4.4 The next matter I have to consider is whether the complaint of sexual harassment was referred within the statutory time limit and is validly before me. Counsel for the respondent submitted that the complaint did not comply with Section 77(5)(a) of the Acts, the statutory time limit set out above for referring the complaint to the Tribunal. The complainant submitted that she was subjected to an alleged incident of sexual harassment at a meeting she attended with GM in April 2004. She accepted in evidence that this was the only incident of alleged sexual harassment which occurred. Section 77(5)(a) of the Act provides that a complaint has to be referred within six months of the most recent occurrence of the alleged act of discrimination. I note that the alleged Act occurred in April 2004 and the referral was made to the Tribunal on the 18th December 2007. I am satisfied therefore that this complaint of sexual harassment was referred outside the statutory time limit and accordingly it is not validly before me.

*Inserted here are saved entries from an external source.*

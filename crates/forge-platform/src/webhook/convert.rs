// Copyright (C) 2025 SyncMyOrders Sp. z o.o.
// SPDX-License-Identifier: AGPL-3.0-or-later
//! Translation of agent responses into webhook payloads.

use chrono::{DateTime, Utc};
use forge_protocol::{AgentResponse, AgentState, agent_response};

use super::{ErrorInfo, EventType, Payload};

/// Upstream event types that terminate a request.
const COMPLETION_EVENT_TYPES: [&str; 3] =
    ["session.completed", "session.error", "message.completed"];

/// Convert a streamed agent response into the webhook envelope.
pub fn response_to_payload(response: &AgentResponse, agent_id: &str, request_id: &str) -> Payload {
    let timestamp = millis_to_timestamp(response.timestamp);
    let agent_state = AgentState::try_from(response.state)
        .map(AgentState::label)
        .unwrap_or("unknown")
        .to_string();

    let mut payload = Payload {
        event_type: EventType::Event,
        agent_id: agent_id.to_string(),
        request_id: request_id.to_string(),
        session_id: response.session_id.clone(),
        seq: response.seq,
        timestamp,
        is_final: false,
        agent_state,
        opencode_event_type: None,
        event: None,
        error: None,
        success: None,
    };

    match &response.payload {
        Some(agent_response::Payload::Event(event)) => {
            payload.is_final = COMPLETION_EVENT_TYPES.contains(&event.event_type.as_str());
            payload.opencode_event_type = Some(event.event_type.clone());
            // Pass-through: forwarded without interpretation. Events whose
            // JSON does not parse are forwarded with the envelope only.
            payload.event = serde_json::from_slice(&event.event_json).ok();
        }
        Some(agent_response::Payload::Error(error)) => {
            payload.event_type = EventType::Error;
            payload.is_final = true;
            payload.error = Some(ErrorInfo {
                code: error.code.clone(),
                message: error.message.clone(),
                recoverable: !error.fatal,
            });
        }
        Some(agent_response::Payload::Complete(complete)) => {
            payload.event_type = EventType::Complete;
            payload.is_final = true;
            payload.success = Some(complete.success);
        }
        None => {}
    }

    payload
}

/// Build a platform-synthesized error payload (AGENT_UNREACHABLE,
/// SEND_FAILED, STREAM_ERROR). Always final.
pub fn error_payload(
    agent_id: &str,
    request_id: &str,
    seq: u64,
    code: &str,
    message: &str,
    recoverable: bool,
) -> Payload {
    Payload {
        event_type: EventType::Error,
        agent_id: agent_id.to_string(),
        request_id: request_id.to_string(),
        session_id: String::new(),
        seq,
        timestamp: Utc::now(),
        is_final: true,
        agent_state: AgentState::Error.label().to_string(),
        opencode_event_type: None,
        event: None,
        error: Some(ErrorInfo {
            code: code.to_string(),
            message: message.to_string(),
            recoverable,
        }),
        success: None,
    }
}

fn millis_to_timestamp(millis: i64) -> DateTime<Utc> {
    if millis == 0 {
        return Utc::now();
    }
    DateTime::<Utc>::from_timestamp_millis(millis).unwrap_or_else(Utc::now)
}

#[cfg(test)]
mod tests {
    use super::*;
    use forge_protocol::{AgentError, AgentEvent, Complete};

    fn event_response(seq: u64, event_type: &str) -> AgentResponse {
        AgentResponse {
            request_id: "req_1".to_string(),
            session_id: "sess_1".to_string(),
            seq,
            timestamp: 1_700_000_000_000,
            state: AgentState::Processing as i32,
            payload: Some(agent_response::Payload::Event(AgentEvent {
                event_type: event_type.to_string(),
                event_json: br#"{"key":"value"}"#.to_vec(),
            })),
        }
    }

    #[test]
    fn test_event_passthrough() {
        let payload = response_to_payload(&event_response(1, "message.part.updated"), "a1", "req_1");

        assert_eq!(payload.event_type, EventType::Event);
        assert_eq!(payload.agent_id, "a1");
        assert_eq!(payload.seq, 1);
        assert_eq!(payload.session_id, "sess_1");
        assert_eq!(payload.agent_state, "processing");
        assert!(!payload.is_final);
        assert_eq!(
            payload.opencode_event_type.as_deref(),
            Some("message.part.updated")
        );
        assert_eq!(payload.event.unwrap()["key"], "value");
    }

    #[test]
    fn test_completion_set_marks_final() {
        for event_type in ["session.completed", "session.error", "message.completed"] {
            let payload = response_to_payload(&event_response(9, event_type), "a1", "req_1");
            assert!(payload.is_final, "{} must be final", event_type);
            assert_eq!(payload.event_type, EventType::Event);
        }
    }

    #[test]
    fn test_ordinary_event_not_final() {
        let payload = response_to_payload(&event_response(2, "message.updated"), "a1", "req_1");
        assert!(!payload.is_final);
    }

    #[test]
    fn test_unparseable_event_json_forwards_envelope_only() {
        let mut response = event_response(1, "message.updated");
        if let Some(agent_response::Payload::Event(event)) = &mut response.payload {
            event.event_json = b"not json".to_vec();
        }
        let payload = response_to_payload(&response, "a1", "req_1");
        assert!(payload.event.is_none());
        assert_eq!(payload.opencode_event_type.as_deref(), Some("message.updated"));
    }

    #[test]
    fn test_agent_error_fatal() {
        let response = AgentResponse {
            state: AgentState::Error as i32,
            payload: Some(agent_response::Payload::Error(AgentError {
                code: "MODEL_ERROR".to_string(),
                message: "provider unavailable".to_string(),
                fatal: true,
            })),
            ..event_response(4, "")
        };

        let payload = response_to_payload(&response, "a1", "req_1");
        assert_eq!(payload.event_type, EventType::Error);
        assert!(payload.is_final);
        assert_eq!(payload.agent_state, "error");
        let error = payload.error.unwrap();
        assert_eq!(error.code, "MODEL_ERROR");
        assert!(!error.recoverable);
    }

    #[test]
    fn test_agent_error_recoverable() {
        let response = AgentResponse {
            payload: Some(agent_response::Payload::Error(AgentError {
                code: "RATE_LIMITED".to_string(),
                message: "slow down".to_string(),
                fatal: false,
            })),
            ..event_response(4, "")
        };

        let payload = response_to_payload(&response, "a1", "req_1");
        assert!(payload.error.unwrap().recoverable);
        // Error payloads are always final regardless of recoverability.
        assert!(payload.is_final);
    }

    #[test]
    fn test_complete_payload() {
        let response = AgentResponse {
            state: AgentState::Idle as i32,
            payload: Some(agent_response::Payload::Complete(Complete { success: true })),
            ..event_response(5, "")
        };

        let payload = response_to_payload(&response, "a1", "req_1");
        assert_eq!(payload.event_type, EventType::Complete);
        assert!(payload.is_final);
        assert_eq!(payload.success, Some(true));
        assert_eq!(payload.agent_state, "idle");
    }

    #[test]
    fn test_timestamp_from_millis() {
        let payload = response_to_payload(&event_response(1, "x"), "a1", "req_1");
        assert_eq!(payload.timestamp.timestamp_millis(), 1_700_000_000_000);
    }

    #[test]
    fn test_zero_timestamp_uses_now() {
        let mut response = event_response(1, "x");
        response.timestamp = 0;
        let before = Utc::now();
        let payload = response_to_payload(&response, "a1", "req_1");
        assert!(payload.timestamp >= before);
    }

    #[test]
    fn test_unknown_state_label() {
        let mut response = event_response(1, "x");
        response.state = 42;
        let payload = response_to_payload(&response, "a1", "req_1");
        assert_eq!(payload.agent_state, "unknown");
    }

    #[test]
    fn test_synthesized_error_payload() {
        let payload = error_payload("a1", "req_9", 0, "AGENT_UNREACHABLE", "no route", false);
        assert_eq!(payload.event_type, EventType::Error);
        assert!(payload.is_final);
        assert_eq!(payload.seq, 0);
        assert_eq!(payload.agent_state, "error");
        let error = payload.error.unwrap();
        assert_eq!(error.code, "AGENT_UNREACHABLE");
        assert_eq!(error.message, "no route");
        assert!(!error.recoverable);
    }
}
// Copyright (C) 2025 SyncMyOrders Sp. z o.o.
// SPDX-License-Identifier: AGPL-3.0-or-later
//! Forge Platform - Agent Control Plane Server
//!
//! An HTTP server responsible for:
//! - Agent lifecycle (create, get, list, delete pods via the cluster API)
//! - Command dispatch (send-message, interrupt) over agent RPC streams
//! - Webhook fan-out of agent events with signing, retries, and circuit
//!   breaking

use std::sync::Arc;
use tracing::{info, warn};

use forge_platform::cluster::{ClusterApi, MockCluster, PodManager};
use forge_platform::config::Config;
use forge_platform::processor::Processor;
use forge_platform::server::{self, AppState};
use forge_platform::store::DeliveryStore;
use forge_platform::webhook::delivery::{DeliveryConfig, DeliveryEngine};
use forge_platform::migrations;

#[tokio::main]
async fn main() -> anyhow::Result<()> {
    // Initialize logging
    tracing_subscriber::fmt()
        .with_env_filter(
            tracing_subscriber::EnvFilter::try_from_default_env()
                .unwrap_or_else(|_| "forge_platform=info".into()),
        )
        .init();

    // Load .env file if present
    if let Err(e) = dotenvy::dotenv() {
        warn!("No .env file loaded: {}", e);
    }

    // Load configuration
    let config = Config::from_env()?;

    info!(
        port = config.port,
        agent_namespace = %config.agent_namespace,
        agent_image = %config.agent_image(),
        kube_config_path = ?config.kube_config_path,
        "Starting Forge Platform"
    );

    // Connect to the delivery store
    let pool = sqlx::postgres::PgPoolOptions::new()
        .max_connections(10)
        .connect(&config.database_url)
        .await?;

    info!("Connected to database");

    migrations::run(&pool).await?;

    info!("Database schema verified");

    // Cluster backend. The orchestrator client is deployment-specific and
    // plugs in through the ClusterApi trait; without one the in-memory
    // backend keeps local development self-contained.
    let cluster: Arc<dyn ClusterApi> = Arc::new(MockCluster::auto_ready());
    warn!("No cluster backend configured; using the in-memory cluster (development only)");

    let pods = PodManager::from_config(cluster, &config);
    let webhooks = Arc::new(DeliveryEngine::new(DeliveryConfig::from(&config))?);
    let store = DeliveryStore::new(pool);
    let processor = Arc::new(Processor::new(pods, webhooks, store.clone()));

    let state = AppState { processor, store };

    // Serve until ctrl-c, then drain within the shutdown budget.
    let (shutdown_tx, shutdown_rx) = tokio::sync::oneshot::channel::<()>();
    let shutdown_timeout = config.shutdown_timeout;
    let server = tokio::spawn(server::serve(config, state, async {
        let _ = shutdown_rx.await;
    }));

    tokio::signal::ctrl_c().await?;
    info!("Shutdown signal received");

    let _ = shutdown_tx.send(());
    match tokio::time::timeout(shutdown_timeout, server).await {
        Ok(result) => result??,
        Err(_) => warn!("Graceful shutdown timed out; exiting"),
    }

    info!("Forge Platform shut down");

    Ok(())
}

4.5 I am now proceeding to make a decision on the complainant's complaints of discrimination on the gender, family status, age and disability grounds in relation to her conditions of employment contrary to Section 8(1)(b) of the Acts. I have also to consider whether the complainant was harassed contrary to S. 14A In making my decision in this case, I have taken into account all of the evidence, written and oral, submitted to me by the complainant. It is a matter for the complainant in the first instant to establish a prima facie case of discriminatory treatment. It requires the complainant to establish facts from which it can be inferred that she was discriminated against on the above mentioned grounds. It is only when he has discharged this burden to the satisfaction of an Equality Officer that the burden shifts to the respondent to rebut the inference of discrimination raised.

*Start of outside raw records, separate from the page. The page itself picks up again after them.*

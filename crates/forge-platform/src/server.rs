// Copyright (C) 2025 SyncMyOrders Sp. z o.o.
// SPDX-License-Identifier: AGPL-3.0-or-later
//! HTTP server assembly.
//!
//! Owns the router, the shared state handed to handlers, and the mapping
//! from platform errors to the wire error taxonomy.

use std::future::Future;
use std::net::SocketAddr;
use std::sync::Arc;

use axum::Json;
use axum::http::{HeaderValue, StatusCode};
use axum::response::{IntoResponse, Response};
use axum::routing::{get, post};
use axum::Router;
use serde::Serialize;
use tower_http::cors::{AllowOrigin, Any, CorsLayer};
use tower_http::timeout::TimeoutLayer;
use tracing::info;

use crate::cluster::ClusterError;
use crate::config::Config;
use crate::error::Error;
use crate::handlers;
use crate::processor::Processor;
use crate::store::DeliveryStore;

/// Shared state for HTTP handlers.
#[derive(Clone)]
pub struct AppState {
    /// Agent lifecycle and command processing.
    pub processor: Arc<Processor>,
    /// Delivery store, used directly by the readiness probe.
    pub store: DeliveryStore,
}

/// An error as it appears on the wire.
#[derive(Debug, Serialize)]
struct ErrorBody {
    error: &'static str,
    message: String,
    #[serde(skip_serializing_if = "Option::is_none")]
    display_message: Option<String>,
}

/// Structured API error mapped to a status code and JSON body.
#[derive(Debug)]
pub struct ApiError {
    status: StatusCode,
    code: &'static str,
    message: String,
    display_message: Option<String>,
}

impl ApiError {
    /// 400 with code `bad_request`.
    pub fn bad_request(message: impl Into<String>) -> Self {
        Self {
            status: StatusCode::BAD_REQUEST,
            code: "bad_request",
            message: message.into(),
            display_message: None,
        }
    }

    /// 401 with code `unauthorized`.
    pub fn unauthorized(message: impl Into<String>) -> Self {
        Self {
            status: StatusCode::UNAUTHORIZED,
            code: "unauthorized",
            message: message.into(),
            display_message: None,
        }
    }

    /// 404 with code `not_found`.
    pub fn not_found(message: impl Into<String>) -> Self {
        Self {
            status: StatusCode::NOT_FOUND,
            code: "not_found",
            message: message.into(),
            display_message: None,
        }
    }

    /// 503 with code `service_unavailable`.
    pub fn service_unavailable(message: impl Into<String>) -> Self {
        Self {
            status: StatusCode::SERVICE_UNAVAILABLE,
            code: "service_unavailable",
            message: message.into(),
            display_message: None,
        }
    }

    /// 500 with code `internal_server_error`.
    pub fn internal(message: impl Into<String>) -> Self {
        Self {
            status: StatusCode::INTERNAL_SERVER_ERROR,
            code: "internal_server_error",
            message: message.into(),
            display_message: None,
        }
    }

    /// Attach a user-facing display message.
    pub fn with_display_message(mut self, display_message: impl Into<String>) -> Self {
        self.display_message = Some(display_message.into());
        self
    }
}

impl From<Error> for ApiError {
    fn from(error: Error) -> Self {
        match &error {
            Error::Cluster(ClusterError::NotFound(_)) => Self::not_found(error.to_string()),
            Error::Cluster(ClusterError::AlreadyExists(_)) => Self::bad_request(error.to_string()),
            Error::Cluster(_) => Self::service_unavailable(error.to_string()),
            Error::AgentClient(_) => Self::service_unavailable(error.to_string()),
            _ => Self::internal(error.to_string()),
        }
    }
}

impl IntoResponse for ApiError {
    fn into_response(self) -> Response {
        let body = ErrorBody {
            error: self.code,
            message: self.message,
            display_message: self.display_message,
        };
        (self.status, Json(body)).into_response()
    }
}

/// Build the API router.
pub fn router(state: AppState, config: &Config) -> Router {
    let mut app = Router::new()
        .route(
            "/api/v1/agents",
            post(handlers::create_agent).get(handlers::list_agents),
        )
        .route(
            "/api/v1/agents/:id",
            get(handlers::get_agent).delete(handlers::delete_agent),
        )
        .route("/api/v1/agents/:id/messages", post(handlers::send_message))
        .route("/api/v1/agents/:id/interrupt", post(handlers::interrupt))
        .route("/healthz", get(handlers::healthz))
        .route("/readyz", get(handlers::readyz))
        .layer(TimeoutLayer::new(config.write_timeout))
        .with_state(state);

    if !config.cors_origins.is_empty() {
        let origins: Vec<HeaderValue> = config
            .cors_origins
            .iter()
            .filter_map(|origin| origin.parse().ok())
            .collect();
        app = app.layer(
            CorsLayer::new()
                .allow_origin(AllowOrigin::list(origins))
                .allow_methods(Any)
                .allow_headers(Any),
        );
    }

    app
}

/// Serve the API until `shutdown` resolves, then drain gracefully.
pub async fn serve(
    config: Config,
    state: AppState,
    shutdown: impl Future<Output = ()> + Send + 'static,
) -> std::io::Result<()> {
    let addr = SocketAddr::from(([0, 0, 0, 0], config.port));
    let app = router(state, &config);

    let listener = tokio::net::TcpListener::bind(addr).await?;
    info!(addr = %addr, "HTTP server listening");

    axum::serve(listener, app)
        .with_graceful_shutdown(shutdown)
        .await
}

4.6 The Labour Court in the case of The Southern Health Board v. Dr. Teresa Mitchell DEE 011, 15th February 2001 considered the extent of the evidential burden which a complainant must discharge before a prima facie case of discrimination on grounds of sex can be made out. It stated that the claimant must:
".... "establish facts" from which it may be presumed that the principle of equal treatment has not been applied to them. This indicates that a claimant must prove, on the balance of probabilities, the primary facts on which they rely in seeking to raise a presumption of unlawful discrimination. It is only if these primary facts are established to the satisfaction of the Court, and they are regarded by the Court as being of sufficient significance to raise a presumption of discrimination, that the onus shifts to the respondent to prove that there was no infringement of the principle of equal treatment."
4.7 The Labour Court went on to hold that a prima facie case of discrimination is established if the complainant succeeds in discharging that evidential burden. If the complainant succeeds, the respondent must prove that she was not discriminated against on grounds of their sex. If the complainant does not discharge the evidential burden, the claim cannot succeed.
Section 85A. Of the Employment Equality Acts 1998-2008 sets out the burden of proof as follows:
(1) Where in any proceedings facts are established by or
on behalf of a complainant from which it may be presumed that
there has been discrimination in relation to her or her, it is for the
respondent to prove the contrary.
4.8 In considering Section 85A, the Labour Court stated in the case of Cork City Council v Kieran McCarthy, Determination No. EDA0821, that:
"Section 85A of the Act, as amended now provides for the allocation of the probative burden as between the parties. It provides, in effect, that where facts are established by or on behalf of a Complainant from which discrimination can be inferred it shall be for the Respondent to prove the absence of discrimination.
The Labour Court went on to say in that case:
"The type and range of facts which may be relied upon by a complainant can vary significantly from case to case. The law provides that the probative burden shifts where a complainant proves facts from which it may be presumed that there has been direct or indirect discrimination. The language used indicates that where the primary facts alleged are proved it remains for the Court to decide if the inference or presumption contended for can properly be drawn from those facts. This entails a consideration of the range of conclusions which may be appropriately be drawn to explain a particular set of facts which are proved in evidence. At the initial stage the complainant is merely seeking to establish a prima facie case. Hence, it is not necessary to establish that the conclusion of discrimination is the only, or indeed the most likely, explanation which can be drawn from the proved facts. It is sufficient that the presumption is within the range of inferences which can be drawn from those facts."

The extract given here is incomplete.